父親の藤沢浩治から青年期の話を聴いて書き残しておきたいと思っても、すっかり呆けてしまった今となっては最早遅かったようで、藤沢慎二は父親のことに関心を持った自分に満足することで自分をなだめておくしかなかった。
《う~ん、どうしよう? では、次に何について書こうかなあ?》
暫らくは何も浮かばないまま、また何時ものように、日々のことをごく主観的な短歌に詠み、お気楽な雑文を添えた歌日記、「山荘日記」を付ける生活に戻った。
それはそれで好いのだろう。大きな不満があるわけではない。
ただ正月休みが近付いて来ると、何となくモヤモヤとして来るのである。それははっきりと不満と言うほどではないが、何となく達成感がない日々の生活を超える何かが何処かで待っていそうな予感、もしそれに乗らないならば後悔しそうな焦りとでも言おうか、いまだあえかな気配程度のものでありながら、決して無視出来ない性質のものでもあった。

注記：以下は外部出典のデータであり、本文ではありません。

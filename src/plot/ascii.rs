//! ASCII/Unicode plotting for terminal output.
//!
//! This is intentionally "dumb" (fixed-size grid), optimized for:
//! - quick visual sanity checks in a terminal
//! - deterministic output (helpful for golden tests)
//!
//! Layout mirrors the SVG chart: a main panel with observed points, error
//! bars, and the fitted curve, stacked over a residual panel with a zero
//! reference line.
//!
//! Plot elements:
//! - observed points: `o` (y ≥ 0) / `x` (y < 0)
//! - vertical error bars: `|`
//! - fitted curve and zero line: `-`

use crate::domain::{PlotLabels, PointResidual};

/// Render the two stacked panels for one fitted series.
///
/// `height` is the main panel height in rows; the residual panel gets half
/// that (at least 3 rows). The fitted curve is passed in as pre-sampled
/// `(t, y)` pairs.
pub fn render_ascii_panels(
    residuals: &[PointResidual],
    curve: &[(f64, f64)],
    width: usize,
    height: usize,
    labels: &PlotLabels,
) -> String {
    let width = width.max(10);
    let height = height.max(5);
    let resid_height = (height / 2).max(3);

    let (t_min, t_max) = t_range(residuals, curve).unwrap_or((0.0, 1.0));

    // Main panel range covers points ± error bars and the curve.
    let (y_min, y_max) = {
        let mut min_y = f64::INFINITY;
        let mut max_y = f64::NEG_INFINITY;
        for r in residuals {
            min_y = min_y.min(r.y_obs - r.y_err);
            max_y = max_y.max(r.y_obs + r.y_err);
        }
        for &(_, y) in curve {
            min_y = min_y.min(y);
            max_y = max_y.max(y);
        }
        finite_range(min_y, max_y)
    };
    let (y_min, y_max) = pad_range(y_min, y_max, 0.05);

    let mut grid = vec![vec![' '; width]; height];
    draw_curve(&mut grid, curve, t_min, t_max, y_min, y_max);
    for r in residuals {
        let x = map_x(r.t, t_min, t_max, width);
        draw_error_bar(&mut grid, x, r.y_obs, r.y_err, y_min, y_max);
    }
    for r in residuals {
        let x = map_x(r.t, t_min, t_max, width);
        let y = map_y(r.y_obs, y_min, y_max, height);
        grid[y][x] = marker(r.y_obs);
    }

    // Residual panel range covers residuals ± error bars and the zero line.
    let (r_min, r_max) = {
        let mut min_r: f64 = 0.0;
        let mut max_r: f64 = 0.0;
        for r in residuals {
            min_r = min_r.min(r.residual - r.y_err);
            max_r = max_r.max(r.residual + r.y_err);
        }
        finite_range(min_r, max_r)
    };
    let (r_min, r_max) = pad_range(r_min, r_max, 0.05);

    let mut resid_grid = vec![vec![' '; width]; resid_height];
    let zero_row = map_y(0.0, r_min, r_max, resid_height);
    for cell in &mut resid_grid[zero_row] {
        *cell = '-';
    }
    for r in residuals {
        let x = map_x(r.t, t_min, t_max, width);
        draw_error_bar(&mut resid_grid, x, r.residual, r.y_err, r_min, r_max);
    }
    for r in residuals {
        let x = map_x(r.t, t_min, t_max, width);
        let y = map_y(r.residual, r_min, r_max, resid_height);
        resid_grid[y][x] = marker(r.y_obs);
    }

    let mut out = String::new();
    out.push_str(&labels.title);
    out.push('\n');
    out.push_str(&format!(
        "t=[{t_min:.3}, {t_max:.3}] | y=[{y_min:.2}, {y_max:.2}]\n"
    ));
    for row in grid {
        out.push_str(&row.into_iter().collect::<String>());
        out.push('\n');
    }
    out.push_str(&format!("Residuals: r=[{r_min:.2}, {r_max:.2}]\n"));
    for row in resid_grid {
        out.push_str(&row.into_iter().collect::<String>());
        out.push('\n');
    }

    out
}

fn marker(y_obs: f64) -> char {
    if y_obs >= 0.0 { 'o' } else { 'x' }
}

fn t_range(residuals: &[PointResidual], curve: &[(f64, f64)]) -> Option<(f64, f64)> {
    let mut min_t = f64::INFINITY;
    let mut max_t = f64::NEG_INFINITY;
    for r in residuals {
        min_t = min_t.min(r.t);
        max_t = max_t.max(r.t);
    }
    for &(t, _) in curve {
        min_t = min_t.min(t);
        max_t = max_t.max(t);
    }
    if min_t.is_finite() && max_t.is_finite() && max_t > min_t {
        Some((min_t, max_t))
    } else {
        None
    }
}

fn finite_range(min: f64, max: f64) -> (f64, f64) {
    if min.is_finite() && max.is_finite() && max > min {
        (min, max)
    } else {
        (-1.0, 1.0)
    }
}

fn pad_range(min: f64, max: f64, frac: f64) -> (f64, f64) {
    let span = (max - min).abs();
    let pad = (span * frac).max(1e-12);
    (min - pad, max + pad)
}

fn map_x(t: f64, t_min: f64, t_max: f64, width: usize) -> usize {
    let width = width.max(2);
    let u = ((t - t_min) / (t_max - t_min)).clamp(0.0, 1.0);
    (u * (width as f64 - 1.0)).round() as usize
}

fn map_y(y: f64, y_min: f64, y_max: f64, height: usize) -> usize {
    let height = height.max(2);
    let u = ((y - y_min) / (y_max - y_min)).clamp(0.0, 1.0);
    // y=top is max -> row 0
    (height as f64 - 1.0 - (u * (height as f64 - 1.0))).round() as usize
}

fn draw_error_bar(grid: &mut [Vec<char>], x: usize, y: f64, y_err: f64, y_min: f64, y_max: f64) {
    let height = grid.len();
    let top = map_y(y + y_err, y_min, y_max, height);
    let bot = map_y(y - y_err, y_min, y_max, height);
    for row in grid.iter_mut().take(bot + 1).skip(top) {
        row[x] = '|';
    }
}

fn draw_curve(grid: &mut [Vec<char>], curve: &[(f64, f64)], t_min: f64, t_max: f64, y_min: f64, y_max: f64) {
    if curve.len() < 2 {
        return;
    }
    let height = grid.len();
    let width = grid[0].len();

    let mut prev = None;
    for &(t, y) in curve {
        let x = map_x(t, t_min, t_max, width);
        let yy = map_y(y, y_min, y_max, height);
        if let Some((x0, y0)) = prev {
            draw_line(grid, x0, y0, x, yy, '-');
        } else {
            grid[yy][x] = '-';
        }
        prev = Some((x, yy));
    }
}

/// Integer line drawing (Bresenham-ish).
fn draw_line(grid: &mut [Vec<char>], x0: usize, y0: usize, x1: usize, y1: usize, ch: char) {
    let mut x0 = x0 as isize;
    let mut y0 = y0 as isize;
    let x1 = x1 as isize;
    let y1 = y1 as isize;

    let dx = (x1 - x0).abs();
    let sx = if x0 < x1 { 1 } else { -1 };
    let dy = -(y1 - y0).abs();
    let sy = if y0 < y1 { 1 } else { -1 };
    let mut err = dx + dy;

    loop {
        if y0 >= 0
            && (y0 as usize) < grid.len()
            && x0 >= 0
            && (x0 as usize) < grid[0].len()
            && grid[y0 as usize][x0 as usize] == ' '
        {
            grid[y0 as usize][x0 as usize] = ch;
        }

        if x0 == x1 && y0 == y1 {
            break;
        }
        let e2 = 2 * err;
        if e2 >= dy {
            err += dy;
            x0 += sx;
        }
        if e2 <= dx {
            err += dx;
            y0 += sy;
        }
    }
}

#[cfg(test)]
mod tests {
    use super::*;

    #[test]
    fn plot_golden_snapshot_small() {
        let residuals = vec![
            PointResidual {
                t: 0.0,
                y_obs: 0.0,
                y_err: 5.0,
                y_fit: 0.0,
                residual: 0.0,
            },
            PointResidual {
                t: 10.0,
                y_obs: 0.0,
                y_err: 5.0,
                y_fit: 0.0,
                residual: 0.0,
            },
        ];
        let curve = vec![(0.0, 0.0), (10.0, 0.0)];

        let txt = render_ascii_panels(&residuals, &curve, 10, 5, &PlotLabels::default());
        let expected = concat!(
            "Displacement vs Time\n",
            "t=[0.000, 10.000] | y=[-5.50, 5.50]\n",
            "|        |\n",
            "|        |\n",
            "o--------o\n",
            "|        |\n",
            "|        |\n",
            "Residuals: r=[-5.50, 5.50]\n",
            "|        |\n",
            "o--------o\n",
            "|        |\n",
        );
        assert_eq!(txt, expected);
    }

    #[test]
    fn negative_points_use_the_x_marker() {
        let residuals = vec![PointResidual {
            t: 0.5,
            y_obs: -2.0,
            y_err: 0.5,
            y_fit: -2.0,
            residual: 0.0,
        }];
        let txt = render_ascii_panels(&residuals, &[(0.0, -2.0), (1.0, -2.0)], 12, 6, &PlotLabels::default());
        assert!(txt.contains('x'));
        assert!(!txt.lines().nth(2).unwrap_or("").contains('o'));
    }
}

仕事仕舞いの日、午後に予定していた書類整理の仕事が思いの外早く終わった慎二は、久し振りに父親を訪ねることにした。話は聴けなくても、意外と筆まめであった父親が書いた物を、もしかしたら母親の祥子が残しているのではないか? と言う淡い期待があったのである。
「こんにちはぁ~。母さん、居るぅ~?」
返事はないが、明かりが点いているし、鍵は掛っていなかったので、慎二はそのまま上がって行った。
「おや、どうしたんやぁ?」
母親はのんびりとテレビを見ながら、好物のおにぎりせんべいを齧っていた。
「いや、別に用はないんけど、ちょっと時間が出来たから、久し振りに顔を見に来たんやぁ~」
母親は微妙な笑みを浮かべながら、用事を頼んだ時ぐらいしか来ないくせに、本当かなあ? と言う顔をしている。

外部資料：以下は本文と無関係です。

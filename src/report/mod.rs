//! Reporting utilities: residuals and formatted terminal output.
//!
//! We keep formatting code in one place so:
//! - the math/fitting code stays clean and testable
//! - output changes are localized (important for future snapshot tests)

pub mod format;

pub use format::*;

use crate::domain::{FitResult, PointResidual, Series};
use crate::error::AppError;
use crate::models::predict;

/// Compute fitted values and residuals (observed − predicted) for each point.
pub fn compute_residuals(series: &Series, fit: &FitResult) -> Result<Vec<PointResidual>, AppError> {
    let mut out = Vec::with_capacity(series.len());
    for i in 0..series.len() {
        let y_fit = predict(fit.model, series.t[i], &fit.params);
        if !y_fit.is_finite() {
            return Err(AppError::new(
                4,
                "Non-finite model prediction during residual computation.",
            ));
        }
        out.push(PointResidual {
            t: series.t[i],
            y_obs: series.y[i],
            y_err: series.y_err[i],
            y_fit,
            residual: series.y[i] - y_fit,
        });
    }
    Ok(out)
}

#[cfg(test)]
mod tests {
    use super::*;
    use crate::domain::{FitQuality, ModelKind};

    #[test]
    fn residuals_are_observed_minus_predicted() {
        let series = Series {
            label: "max".to_string(),
            t: vec![0.0, 1.0, 2.0],
            y: vec![1.5, 3.0, 4.5],
            y_err: vec![0.1; 3],
        };
        let fit = FitResult {
            model: ModelKind::Linear,
            params: vec![2.0, 1.0],
            uncertainties: vec![0.0, 0.0],
            quality: FitQuality {
                chi2: 0.0,
                rmse: 0.0,
                n: 3,
                dof: 1,
            },
        };

        let residuals = compute_residuals(&series, &fit).unwrap();
        assert_eq!(residuals.len(), 3);
        assert!((residuals[0].residual - 0.5).abs() < 1e-12);
        assert!((residuals[1].residual - 0.0).abs() < 1e-12);
        assert!((residuals[2].residual - (-0.5)).abs() < 1e-12);
    }
}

気弱な慎二としては何となく用件を切り出し難く、暫らく世間話に付き合うことにした。
「それで、どうしたんやぁ~? 本当は何か用事があったんやろぉ?
やはり母親である。幾らカモフラージュの言葉を重ねても、慎二の気持ちが此処にないことぐらいとっくに見抜いている。
慎二は、仕方がないなあと覚悟を決めた顔をしながら、
「大したことやないんやけどぉ~、この前の様子では、もう父さんから直接昔の話を聴けないようやったから、もしかしたら父さんが書いた物を何か置いていないかなあ? と思ってなあ・・・」
「まあ少しはあるけど、それをどうする気やぁ~? また何か書くんかぁ? 晶子さんの話やと、時々怪しげなことを書いては人に見せているらしいけど、何処かに発表したりする気かぁ~!?」
「いや、そんなことよりぃ~、父さんのことをゆっくり考えてみたかったんやぁ・・・」
「それだけやったらええけどぉ、やっぱり人様に見せるには恥ずかしいこともあるからなあ・・・」
母親は頬を紅潮させている。
慎二は母親の女の部分をはっきりと見せ付けられた気がし、母親以上に戸惑っていた。そして、父親が確かに書き物を残していること、それは母親とも深く関係がありそうなことに思い至り、余計に見たくなって来た。
押入れ箪笥から出て来たのは、小分けにして油紙で包まれたもので、恐る恐る開いてみると、躍るような毛筆で書かれた封書であった。
宛名を見ると、小出祥子様、とある。
《うん? これは父さんから母さんに送った手紙やないか!? と言うことは、母さんから父さんに送った手紙も残しているのやろうか?》
その内の一通を取り出してみると、
親愛なる祥子様
酷い風邪を引いていると妹さんから聞きましたが、どうでせうか。大丈夫でせうか。仕事の都合で、直ぐには行けないだけに、心配で心配で堪りません。もうあなただけの体ではないのですから、大事にして下さいね。あんまり長いとしんどいでせうから此れぐらいで止めていきます。またお便りします。さようなら。
昭和31年2月13日午後10時
浩治
もう付き合って暫らく経ち、大分慣れて来てからの手紙のようである。
その他にも色んな時期のものがあり、祥子が浩治に送ったもの、伯母と祥子との往復書簡などもあり、と慎二は次第にのめり込んで行った。
拝啓
此方はそろそろ梅が咲く季節になりましたが、其方は如何でせうか。寒いところと聞いておりますが、お変わりありませんか。幾ら元気に過ごしているとは言え、長い間、しかも手紙の遣り取りに一箇月も掛るようなところに独りで暮らしている貴方のことを思うと、姉さんは心配でなりません。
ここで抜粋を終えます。